Seit vielen Jahren tue ich es mir nicht mehr an, diese Veranstaltung anzuschauen. Nun wollte es der Zufall (Schlafstörung), dass ich den Flimmerkasten anstellte und es gerade die "Auswertung/Abstimmung" lief. Gedenk der Worte meiner Frau, dass wohl auch ein Deutscher Aussichten auf den Sieg haben könnte, schaute ich auf den Namen "Schulz" mit oder ohne "e" am Ende des Namens. Er war auf Platz 4 gekommen und er sang - natürlich - Englisch. Dann kam der Hammer: Israel, vertreten durch Miss Piggy, wurde Sieger mit einen Song der den Zeit(un)geist traf. Ich habe zugelernt. Israel liegt in Europa, auch eine unästhetische Frau kann siegen und die Masse der Juroren scheint ausgesprochen bl..., äh ... nicht gerade klug zu sein.

Gravatar: TW

Der Gewinner von 2017 wurde im Text leider falsch angegeben.

Gravatar: Tracie

"Nächstes Jahr in Jerusalem", das sagen die Juden
schon immer. Seit sie vertrieben waren. Ist also keine
Provokation sondern ein geflügeltes Wort. Für die blöden
Judenfeinde ist alles was mit Juden zu tun hat schlecht,
schlimm, und so weiter.
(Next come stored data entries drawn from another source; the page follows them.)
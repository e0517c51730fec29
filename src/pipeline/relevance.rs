// src/pipeline/relevance.rs

//! Ordered relevance rule table.
//!
//! Evaluation is a short-circuit sequence of hard gates; the order is
//! part of the contract (it decides which reason is logged and which
//! rule wins for ambiguous titles):
//!
//! 1. company on the aggregator blacklist
//! 2. excluded term in the title (title only, never the description)
//! 3. no required term in the title, then in title + description + company
//! 4. requested role scope not satisfied
//! 5. accept

use regex::Regex;

use crate::error::Result;
use crate::models::{CanonicalRecord, Role, RulesConfig};

/// Outcome of evaluating the rule table for one record.
#[derive(Debug, Clone, PartialEq, Eq)]
pub enum Verdict {
    Accept,
    Reject(RejectReason),
}

/// The rule that rejected a record.
#[derive(Debug, Clone, PartialEq, Eq)]
pub enum RejectReason {
    /// Company matched the aggregator placeholder blacklist
    BlacklistedCompany,
    /// Title contained an excluded term
    ExcludedTerm(String),
    /// No required term anywhere in title/description/company
    MissingRequiredTerm,
    /// Requested role scope not satisfied
    RoleMismatch(Role),
}

impl RejectReason {
    pub fn describe(&self) -> String {
        match self {
            RejectReason::BlacklistedCompany => "blacklisted company".to_string(),
            RejectReason::ExcludedTerm(term) => format!("excluded term '{}'", term),
            RejectReason::MissingRequiredTerm => "no required term".to_string(),
            RejectReason::RoleMismatch(role) => format!("no {} marker", role),
        }
    }
}

/// Relevance rule engine with pre-compiled level-indicator patterns.
pub struct RelevanceEngine {
    rules: RulesConfig,
    level_patterns: Vec<Regex>,
}

impl RelevanceEngine {
    /// Build an engine from rule lists, compiling the level patterns.
    pub fn new(rules: &RulesConfig) -> Result<Self> {
        let level_patterns = rules
            .level_patterns
            .iter()
            .map(|p| Regex::new(p).map_err(|e| crate::error::AppError::pattern(p, e)))
            .collect::<Result<Vec<_>>>()?;

        Ok(Self {
            rules: rules.clone(),
            level_patterns,
        })
    }

    /// Evaluate the ordered rule table for one record.
    ///
    /// `scope` of `None` skips the role gate entirely; `Some(Both)`
    /// requires either the intern or the new-grad condition.
    pub fn evaluate(&self, record: &CanonicalRecord, scope: Option<Role>) -> Verdict {
        // Rule 1: aggregator placeholder companies
        if self
            .rules
            .company_blacklist
            .iter()
            .any(|name| record.normalized_company == name.to_lowercase())
        {
            return Verdict::Reject(RejectReason::BlacklistedCompany);
        }

        // Rule 2: excluded terms, matched against the title only to
        // avoid false positives from long descriptions
        if let Some(term) = self
            .rules
            .excluded_terms
            .iter()
            .find(|term| record.normalized_title.contains(&term.to_lowercase()))
        {
            return Verdict::Reject(RejectReason::ExcludedTerm(term.clone()));
        }

        // Rule 3: at least one required term, title first, then the
        // combined text as a secondary pass
        let title_hit = self.contains_any(&record.normalized_title, &self.rules.required_terms);
        if !title_hit {
            let combined = format!(
                "{} {} {}",
                record.normalized_title,
                record.description.to_lowercase(),
                record.normalized_company
            );
            if !self.contains_any(&combined, &self.rules.required_terms) {
                return Verdict::Reject(RejectReason::MissingRequiredTerm);
            }
        }

        // Rule 4: role scope
        if let Some(role) = scope {
            let satisfied = match role {
                Role::Intern => self.has_intern_marker(&record.normalized_title),
                Role::NewGrad => self.has_new_grad_marker(&record.normalized_title),
                Role::Both => {
                    self.has_intern_marker(&record.normalized_title)
                        || self.has_new_grad_marker(&record.normalized_title)
                }
            };
            if !satisfied {
                return Verdict::Reject(RejectReason::RoleMismatch(role));
            }
        }

        Verdict::Accept
    }

    /// Convenience predicate that logs the rejecting rule.
    pub fn is_relevant(&self, record: &CanonicalRecord, scope: Option<Role>) -> bool {
        match self.evaluate(record, scope) {
            Verdict::Accept => true,
            Verdict::Reject(reason) => {
                log::debug!("Rejected '{}': {}", record.title, reason.describe());
                false
            }
        }
    }

    /// Whether the text carries an intern marker.
    pub fn has_intern_marker(&self, text: &str) -> bool {
        self.contains_any(text, &self.rules.intern_markers)
    }

    /// Whether the text carries a new-grad marker or a level-indicator
    /// suffix ("Engineer I", "SDE 1").
    pub fn has_new_grad_marker(&self, text: &str) -> bool {
        self.contains_any(text, &self.rules.new_grad_markers)
            || self.level_patterns.iter().any(|re| re.is_match(text))
    }

    fn contains_any(&self, text: &str, terms: &[String]) -> bool {
        terms.iter().any(|term| text.contains(&term.to_lowercase()))
    }
}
Sie sollen zur Hölle fahren.

Das Deutschland diesmal auf einem vorderen Platz war
ist doch prima, ich glaube kaum, dass es in deutscher
Sprache noch besser gewesen wäre, vermutlich sehr
viel schlechter.
Das Israel den ersten Platz gemacht hat finde ich sehr
angenehm. Bei all dem Israelbashing. Den Text habe ich
bisher noch nicht mitbekommen. Ist mir auch egal.
Es kommt mir auf den Gesang und die Stimme an. Und die Musik.
Die dicke Metta war mir angenehm. Jedenfalls lieber
als die ******** aus Zypern. Ihhgitt.
Ich bin ein frommes Mädchen. Frauen die wie Huren
aussehen liegen mir nicht. Kein frommer Mensch mag
sowas. In diesem Punkt haben wir alle, Juden und Christen
und diese Muselmahnen eine gleiche Meinung.
Sonst trennt uns ja beinahe alles von den Moslems.
Und das ist gut so.

Gravatar: Salvador

Der letztjährige Gewinner heißt Salvador Sobral!